Four Star’s 110-acre grain crop has also been susceptible to lodging, in which saturated seed heads bend over because of their weight, or are blown over by high winds, making them more susceptible to mold.

“This kind of weather is absolutely great for fungus and molds,” he said.

His father, Eugene L’Etoile, said harvesting the grain might come a week or two later than typical, to allow it to partially dry out, reducing the amount of mechanical drying that the farm will have to do using its 2.2 million BTU propane-fired grain dryer. Still, “My guess is that we’re going to be doing that an awful lot this year” in order to get wheat down to roughly 12 percent moisture that’s needed for proper storage.

Like others, Four Star had its problems just getting into sodden fields.

“We go out in the field where we harvested sod, and it’s almost like walking on a sponge,” the elder said L’Etoile, adding that the yield on the farm’s roughly seven acres of hops will also be reduced.

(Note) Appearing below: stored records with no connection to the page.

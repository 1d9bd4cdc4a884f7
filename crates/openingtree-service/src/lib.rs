mod codec;
mod config;
mod error;
mod invalidation;
mod replay;
mod scheduler;
mod service;
mod store;

pub use codec::{METADATA_SCHEMA_VERSION, TreeMetadata, decode, encode};
pub use config::BuildConfig;
pub use error::{ConfigError, DecodeError, ServiceError, StaleBuild, StoreError};
pub use invalidation::{RebuildReason, ReusePlan, plan_reuse, should_rebuild};
pub use replay::CoordinateEngine;
pub use scheduler::{BuildHandle, BuildJob, BuildProgress, BuildStep, FinishedBuild, Generation};
pub use service::{LoadOutcome, OpeningTreeService, ParameterChange, Publication};
pub use store::{ByteSlot, FileSlot, GameFile, GameStore, MemorySlot};
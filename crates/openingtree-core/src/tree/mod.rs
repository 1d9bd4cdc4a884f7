mod arena;
pub mod builder;
mod children;
pub mod engine;
pub mod error;
pub mod games;
pub mod ids;
pub mod merge;
pub mod node;
mod prune;
pub mod snapshot;
pub mod variation_tree;

#[cfg(test)]
mod tests;
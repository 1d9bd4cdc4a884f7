use crate::tree::{
    children::Children,
    games::GameList,
    ids::{GameRef, MoveKey, NodeId, VariationId},
};

#[derive(Debug, Clone)]
/// represents one position reached by a variation.
/// Holds the edges to its continuations and the games that passed through it.
pub struct Node {
    position_key: String,
    san: String,
    depth: usize,
    parent: Option<(NodeId, MoveKey)>,
    variation_id: VariationId,
    children: Children,
    games: GameList,
}

impl Node {
    /// Create the synthetic root for `position_key`.
    pub(crate) fn root(position_key: String) -> Self {
        Node {
            position_key,
            san: String::new(),
            depth: 0,
            parent: None,
            variation_id: VariationId::root(),
            children: Children::new(),
            games: GameList::new(),
        }
    }

    /// Create a node reached from `parent` by playing `key`.
    pub(crate) fn child_of(
        parent_id: NodeId,
        parent: &Node,
        key: MoveKey,
        position_key: String,
        san: String,
    ) -> Self {
        Node {
            position_key,
            san,
            depth: parent.depth + 1,
            parent: Some((parent_id, key)),
            variation_id: parent.variation_id.child(key),
            children: Children::new(),
            games: GameList::new(),
        }
    }

    /// Canonical board state after the variation, e.g. a FEN string.
    pub fn position_key(&self) -> &str {
        &self.position_key
    }

    /// Display label of the last move; empty on the root.
    pub fn san(&self) -> &str {
        &self.san
    }

    /// Number of distinct games through this node.
    pub fn frequency(&self) -> usize {
        self.games.len()
    }

    /// Plies from the root.
    pub fn depth(&self) -> usize {
        self.depth
    }

    /// Parent node and the move leading here, `None` for the root.
    pub fn parent(&self) -> Option<(NodeId, MoveKey)> {
        self.parent
    }

    /// Move that leads into this node.
    pub fn move_key(&self) -> Option<MoveKey> {
        self.parent.map(|(_, key)| key)
    }

    pub fn variation_id(&self) -> &VariationId {
        &self.variation_id
    }

    pub fn is_leaf(&self) -> bool {
        self.children.is_empty()
    }

    pub fn child_count(&self) -> usize {
        self.children.len()
    }

    pub(crate) fn children(&self) -> &Children {
        &self.children
    }

    pub(crate) fn children_mut(&mut self) -> &mut Children {
        &mut self.children
    }

    pub(crate) fn games(&self) -> &GameList {
        &self.games
    }

    /// Attach a game. Re-adding a game already present is a no-op.
    pub(crate) fn record_game(&mut self, game_ref: GameRef) -> bool {
        self.games.insert(game_ref)
    }
}
use std::{fs, path::Path};

use serde::{Deserialize, Serialize};

use crate::ConfigError;

const DEFAULT_BUILD_CONFIG_YAML: &str = include_str!("../config/build.default.yaml");

/// Tuning for tree builds.
#[derive(Debug, Clone, PartialEq, Eq, Serialize, Deserialize)]
#[serde(default)]
pub struct BuildConfig {
    pub chunk_size: usize,
    pub snapshot_every: usize,
    pub max_depth: usize,
    pub min_games: usize,
}

impl Default for BuildConfig {
    fn default() -> Self {
        BuildConfig {
            chunk_size: 10,
            snapshot_every: 5,
            max_depth: 16,
            min_games: 1,
        }
    }
}

impl BuildConfig {
    /// Parse a build config from YAML text.
    pub fn from_yaml_str(yaml: &str) -> Result<Self, ConfigError> {
        let config: BuildConfig = serde_yaml::from_str(yaml)?;
        config.validate()?;
        Ok(config)
    }

    /// Parse a build config from a YAML file path.
    pub fn from_yaml_path(path: impl AsRef<Path>) -> Result<Self, ConfigError> {
        let yaml = fs::read_to_string(path)?;
        Self::from_yaml_str(&yaml)
    }

    /// Return the default YAML config included with this crate.
    pub fn default_yaml() -> &'static str {
        DEFAULT_BUILD_CONFIG_YAML
    }

    /// Parse the default YAML config included with this crate.
    pub fn from_default_yaml() -> Result<Self, ConfigError> {
        Self::from_yaml_str(Self::default_yaml())
    }

    fn validate(&self) -> Result<(), ConfigError> {
        if self.chunk_size == 0 {
            return Err(ConfigError::Invalid(
                "chunk_size must be greater than 0".to_string(),
            ));
        }
        if self.snapshot_every == 0 {
            return Err(ConfigError::Invalid(
                "snapshot_every must be greater than 0".to_string(),
            ));
        }
        Ok(())
    }
}
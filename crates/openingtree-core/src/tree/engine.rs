use std::fmt;

use crate::tree::ids::MoveKey;

/// FEN of the standard initial position, the position key of every root.
pub const INITIAL_POSITION_KEY: &str = "rnbqkbnr/pppppppp/8/8/8/8/PPPPPPPP/RNBQKBNR w KQkq - 0 1";

/// One replayed half-move.
#[derive(Debug, Clone, PartialEq, Eq)]
pub struct Ply {
    pub move_key: MoveKey,
    /// Display notation of the move.
    pub san: String,
    /// Canonical board state after the move.
    pub position_key: String,
}

/// Notation could not be replayed.
#[derive(Debug, Clone, PartialEq, Eq)]
pub struct EngineError {
    /// Zero based ply at which replay failed.
    pub ply_index: usize,
    pub reason: String,
}

impl fmt::Display for EngineError {
    fn fmt(&self, f: &mut fmt::Formatter<'_>) -> fmt::Result {
        write!(f, "ply {}: {}", self.ply_index, self.reason)
    }
}

impl std::error::Error for EngineError {}

/// Interface to whatever understands move notation.
/// The tree never parses notation itself, it only consumes replayed plies.
pub trait MoveEngine {
    /// Replay `notation` from the initial position, returning at most `limit` plies.
    fn replay(&self, notation: &str, limit: usize) -> Result<Vec<Ply>, EngineError>;
}

impl<E: MoveEngine + ?Sized> MoveEngine for &E {
    fn replay(&self, notation: &str, limit: usize) -> Result<Vec<Ply>, EngineError> {
        (**self).replay(notation, limit)
    }
}
use std::{
    fs, io,
    path::{Path, PathBuf},
};

use openingtree_core::GameRecord;

use crate::StoreError;

/// Source of finished games.
pub trait GameStore {
    /// Every game currently known, in a stable order.
    fn list(&self) -> Result<Vec<GameRecord>, StoreError>;
}

impl GameStore for Vec<GameRecord> {
    fn list(&self) -> Result<Vec<GameRecord>, StoreError> {
        Ok(self.clone())
    }
}

/// Games kept as a JSON array on disk.
#[derive(Debug, Clone)]
pub struct GameFile {
    path: PathBuf,
}

impl GameFile {
    pub fn new(path: impl Into<PathBuf>) -> Self {
        GameFile { path: path.into() }
    }

    /// Serialize and write `games` to the file.
    pub fn save(&self, games: &[GameRecord]) -> Result<(), StoreError> {
        let json = serde_json::to_vec_pretty(games)?;
        fs::write(&self.path, json)?;
        Ok(())
    }
}

impl GameStore for GameFile {
    fn list(&self) -> Result<Vec<GameRecord>, StoreError> {
        let json = fs::read_to_string(&self.path)?;
        Ok(serde_json::from_str(&json)?)
    }
}

/// Single-slot byte store holding one serialized tree. Last write wins.
pub trait ByteSlot {
    fn load(&self) -> Result<Option<Vec<u8>>, StoreError>;
    fn save(&mut self, bytes: &[u8]) -> Result<(), StoreError>;
    fn clear(&mut self) -> Result<(), StoreError>;
}

/// In-memory slot, for tests and hosts without durable storage.
#[derive(Debug, Clone, Default)]
pub struct MemorySlot {
    bytes: Option<Vec<u8>>,
}

impl MemorySlot {
    pub fn new() -> Self {
        Self::default()
    }

    /// Slot pre-filled with a payload.
    pub fn with_bytes(bytes: impl Into<Vec<u8>>) -> Self {
        MemorySlot {
            bytes: Some(bytes.into()),
        }
    }
}

impl ByteSlot for MemorySlot {
    fn load(&self) -> Result<Option<Vec<u8>>, StoreError> {
        Ok(self.bytes.clone())
    }

    fn save(&mut self, bytes: &[u8]) -> Result<(), StoreError> {
        self.bytes = Some(bytes.to_vec());
        Ok(())
    }

    fn clear(&mut self) -> Result<(), StoreError> {
        self.bytes = None;
        Ok(())
    }
}

/// Slot backed by one file. A missing file is an empty slot.
#[derive(Debug, Clone)]
pub struct FileSlot {
    path: PathBuf,
}

impl FileSlot {
    pub fn new(path: impl Into<PathBuf>) -> Self {
        FileSlot { path: path.into() }
    }

    pub fn path(&self) -> &Path {
        &self.path
    }
}

impl ByteSlot for FileSlot {
    fn load(&self) -> Result<Option<Vec<u8>>, StoreError> {
        match fs::read(&self.path) {
            Ok(bytes) => Ok(Some(bytes)),
            Err(err) if err.kind() == io::ErrorKind::NotFound => Ok(None),
            Err(err) => Err(err.into()),
        }
    }

    fn save(&mut self, bytes: &[u8]) -> Result<(), StoreError> {
        fs::write(&self.path, bytes)?;
        Ok(())
    }

    fn clear(&mut self) -> Result<(), StoreError> {
        match fs::remove_file(&self.path) {
            Err(err) if err.kind() != io::ErrorKind::NotFound => Err(err.into()),
            _ => Ok(()),
        }
    }
}
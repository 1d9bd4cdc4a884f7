use std::fmt;

use openingtree_core::GameRecord;
use tracing::info;

use crate::codec::TreeMetadata;

/// Why a stored tree cannot serve the requested parameters.
#[derive(Debug, Clone, Copy, PartialEq, Eq)]
pub enum RebuildReason {
    MissingMetadata,
    LegacyFormat,
    GameCountChanged { recorded: usize, current: usize },
    /// Depth cannot be grown from a shallower tree.
    DepthTooShallow { recorded: usize, requested: usize },
    /// Pruned branches cannot be recovered.
    ThresholdTooHigh { recorded: usize, requested: usize },
}

impl fmt::Display for RebuildReason {
    fn fmt(&self, f: &mut fmt::Formatter<'_>) -> fmt::Result {
        match self {
            RebuildReason::MissingMetadata => write!(f, "metadata is missing"),
            RebuildReason::LegacyFormat => write!(f, "payload uses the legacy format"),
            RebuildReason::GameCountChanged { recorded, current } => {
                write!(f, "game count changed from {recorded} to {current}")
            }
            RebuildReason::DepthTooShallow {
                recorded,
                requested,
            } => write!(f, "tree depth {recorded} is below requested {requested}"),
            RebuildReason::ThresholdTooHigh {
                recorded,
                requested,
            } => write!(
                f,
                "tree was pruned at {recorded} games, requested {requested}"
            ),
        }
    }
}

/// What to do with a stored tree.
#[derive(Debug, Clone, Copy, PartialEq, Eq)]
pub enum ReusePlan {
    /// Parameters match exactly.
    Reuse,
    /// Deeper or less pruned than requested: cut it down locally.
    Reprune { max_depth: usize, min_games: usize },
    Rebuild(RebuildReason),
}

/// Decide between reusing, re-pruning and rebuilding a stored tree.
pub fn plan_reuse(
    metadata: Option<&TreeMetadata>,
    current_games: &[GameRecord],
    max_depth: usize,
    min_games: usize,
) -> ReusePlan {
    let plan = decide(metadata, current_games.len(), max_depth, min_games);
    if let ReusePlan::Rebuild(reason) = plan {
        info!(%reason, max_depth, min_games, "stored tree needs a rebuild");
    }
    plan
}

/// True when the stored tree cannot be reused, even by re-pruning.
pub fn should_rebuild(
    metadata: Option<&TreeMetadata>,
    current_games: &[GameRecord],
    max_depth: usize,
    min_games: usize,
) -> bool {
    matches!(
        plan_reuse(metadata, current_games, max_depth, min_games),
        ReusePlan::Rebuild(_)
    )
}

fn decide(
    metadata: Option<&TreeMetadata>,
    current: usize,
    max_depth: usize,
    min_games: usize,
) -> ReusePlan {
    let Some(metadata) = metadata else {
        return ReusePlan::Rebuild(RebuildReason::MissingMetadata);
    };
    if metadata.is_legacy_format {
        return ReusePlan::Rebuild(RebuildReason::LegacyFormat);
    }
    let (Some(recorded_games), Some(recorded_depth), Some(recorded_min)) =
        (metadata.game_count, metadata.max_depth, metadata.min_games)
    else {
        return ReusePlan::Rebuild(RebuildReason::MissingMetadata);
    };

    if recorded_games != current {
        return ReusePlan::Rebuild(RebuildReason::GameCountChanged {
            recorded: recorded_games,
            current,
        });
    }
    if recorded_depth < max_depth {
        return ReusePlan::Rebuild(RebuildReason::DepthTooShallow {
            recorded: recorded_depth,
            requested: max_depth,
        });
    }
    if recorded_min > min_games {
        return ReusePlan::Rebuild(RebuildReason::ThresholdTooHigh {
            recorded: recorded_min,
            requested: min_games,
        });
    }

    if recorded_depth == max_depth && recorded_min == min_games {
        ReusePlan::Reuse
    } else {
        ReusePlan::Reprune {
            max_depth,
            min_games,
        }
    }
}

And while Ruth Hazzard, a University of Massachusetts Extension specialist, said that many vegetable crops around the region seem to be doing fairly well, despite depletion of nutrients and difficulty for farmers getting into their fields, she added, “If this (period of heavy rain) continues, it could be really, really bad.”

That’s because long periods of saturated soils can spread diseases like phytopthera, which can spread through spores in air and water and can cause serious long-term soil problems.

“The spores are out there. I feel like we’re just sitting on tenterhooks waiting for this problem to explode,” Hazzard said. “There’s a lot of potential ... It reminds me a little too much of 2009,” said Hazzard, referring to the late-season blight that ruined tomato and potato crops around the region.

For now, though, given that most crops seem to be growing, “It’s not all doom and gloom,” she said. “It’s just a little soggy.”